• Directions for this task
Which of the lines below mention the word "EmptyName"? Pull each one out.

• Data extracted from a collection

//! Interactive inventory tracker entry point.
//!
//! # Responsibility
//! - Resolve configuration and start logging.
//! - Hand the items file and stdin/stdout to the core session.
//!
//! # Invariants
//! - Exit code `0` after `exit` or end of input, including sessions whose
//!   startup load failed.
//! - A nonzero exit only happens when the terminal itself cannot be used.

mod args;
mod terminal;

use args::Args;
use clap::Parser;
use inventory_core::{init_logging, run_session};
use log::{error, info};
use std::io;
use std::process::ExitCode;
use terminal::TerminalScreen;

fn main() -> ExitCode {
    let args = Args::parse();
    start_logging(&args);

    match run_session(
        &args.file,
        io::stdin().lock(),
        io::stdout().lock(),
        TerminalScreen,
    ) {
        Ok(end) => {
            info!("event=app_exit module=cli status=ok reason={end:?}");
            ExitCode::SUCCESS
        }
        Err(err) => {
            error!("event=app_exit module=cli status=error error_code=terminal_io error={err}");
            eprintln!("Error: terminal I/O failed: {err}");
            ExitCode::FAILURE
        }
    }
}

fn start_logging(args: &Args) {
    let cwd = match std::env::current_dir() {
        Ok(cwd) => cwd,
        Err(err) => {
            eprintln!("Warning: file logging disabled: cannot resolve working directory: {err}");
            return;
        }
    };
    if let Err(err) = init_logging(args.log_level(), &args.resolved_log_dir(&cwd)) {
        eprintln!("Warning: file logging disabled: {err}");
    }
}
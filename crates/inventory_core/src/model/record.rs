//! Inventory record domain model.
//!
//! # Responsibility
//! - Define the immutable value stored for one inventory entry.
//! - Own field-level rules shared by command input and file loading.
//!
//! # Invariants
//! - `name` is non-empty and contains neither whitespace nor `,`.
//! - `registration_date` is a real calendar date rendered as `YYYY-MM-DD`.
//! - A `Record` cannot be mutated after construction.

use chrono::NaiveDate;
use once_cell::sync::Lazy;
use regex::Regex;
use serde::Serialize;
use std::error::Error;
use std::fmt::{Display, Formatter};

/// Numeric key of an inventory entry.
///
/// Uniqueness is enforced by the owning store, not by this type.
pub type RecordId = u64;

/// Field delimiter of the backing file.
pub const FIELD_DELIMITER: char = ',';

/// Textual form of registration dates, for both input and storage.
pub const DATE_FORMAT: &str = "%Y-%m-%d";

static DATE_SHAPE_RE: Lazy<Regex> =
    Lazy::new(|| Regex::new(r"^\d{4}-\d{2}-\d{2}$").expect("valid date shape regex"));

/// Field-level validation errors for [`Record`].
#[derive(Debug, Clone, PartialEq, Eq)]
pub enum RecordValidationError {
    EmptyName,
    NameContainsWhitespace(String),
    NameContainsDelimiter(String),
}

impl Display for RecordValidationError {
    fn fmt(&self, f: &mut Formatter<'_>) -> std::fmt::Result {
        match self {
            Self::EmptyName => write!(f, "item name must not be empty"),
            Self::NameContainsWhitespace(name) => {
                write!(f, "item name `{name}` must not contain whitespace")
            }
            Self::NameContainsDelimiter(name) => {
                write!(f, "item name `{name}` must not contain `{FIELD_DELIMITER}`")
            }
        }
    }
}

impl Error for RecordValidationError {}

/// One inventory entry.
///
/// Field order matters: the serialized form is the on-disk column order
/// `id,name,quantity,date`.
#[derive(Debug, Clone, PartialEq, Eq, Serialize)]
pub struct Record {
    id: RecordId,
    name: String,
    quantity: u64,
    registration_date: NaiveDate,
}

impl Record {
    /// Creates a record after checking the name rules.
    ///
    /// # Errors
    /// - Returns [`RecordValidationError`] when `name` is empty or contains
    ///   whitespace or the file delimiter.
    pub fn new(
        id: RecordId,
        name: impl Into<String>,
        quantity: u64,
        registration_date: NaiveDate,
    ) -> Result<Self, RecordValidationError> {
        let name = name.into();
        validate_name(&name)?;
        Ok(Self {
            id,
            name,
            quantity,
            registration_date,
        })
    }

    pub fn id(&self) -> RecordId {
        self.id
    }

    pub fn name(&self) -> &str {
        &self.name
    }

    pub fn quantity(&self) -> u64 {
        self.quantity
    }

    pub fn registration_date(&self) -> NaiveDate {
        self.registration_date
    }
}

impl Display for Record {
    fn fmt(&self, f: &mut Formatter<'_>) -> std::fmt::Result {
        write!(
            f,
            "Item ID: {}    Item Name: {}    Quantity: {}    Reg Date: {}",
            self.id,
            self.name,
            self.quantity,
            self.registration_date.format(DATE_FORMAT)
        )
    }
}

/// Checks the free-text name rules without building a record.
pub fn validate_name(name: &str) -> Result<(), RecordValidationError> {
    if name.is_empty() {
        return Err(RecordValidationError::EmptyName);
    }
    if name.chars().any(char::is_whitespace) {
        return Err(RecordValidationError::NameContainsWhitespace(
            name.to_string(),
        ));
    }
    if name.contains(FIELD_DELIMITER) {
        return Err(RecordValidationError::NameContainsDelimiter(
            name.to_string(),
        ));
    }
    Ok(())
}

/// Parses a strict `YYYY-MM-DD` calendar date.
///
/// Returns `None` for any other shape (`2024-1-5`, surrounding spaces) and for
/// dates that do not exist (`2024-02-30`, `2024-13-40`).
pub fn parse_registration_date(value: &str) -> Option<NaiveDate> {
    if !DATE_SHAPE_RE.is_match(value) {
        return None;
    }
    NaiveDate::parse_from_str(value, DATE_FORMAT).ok()
}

• Exercise output
    EmptyName,
            Self::EmptyName => write!(f, "item name must not be empty"),
        return Err(RecordValidationError::EmptyName);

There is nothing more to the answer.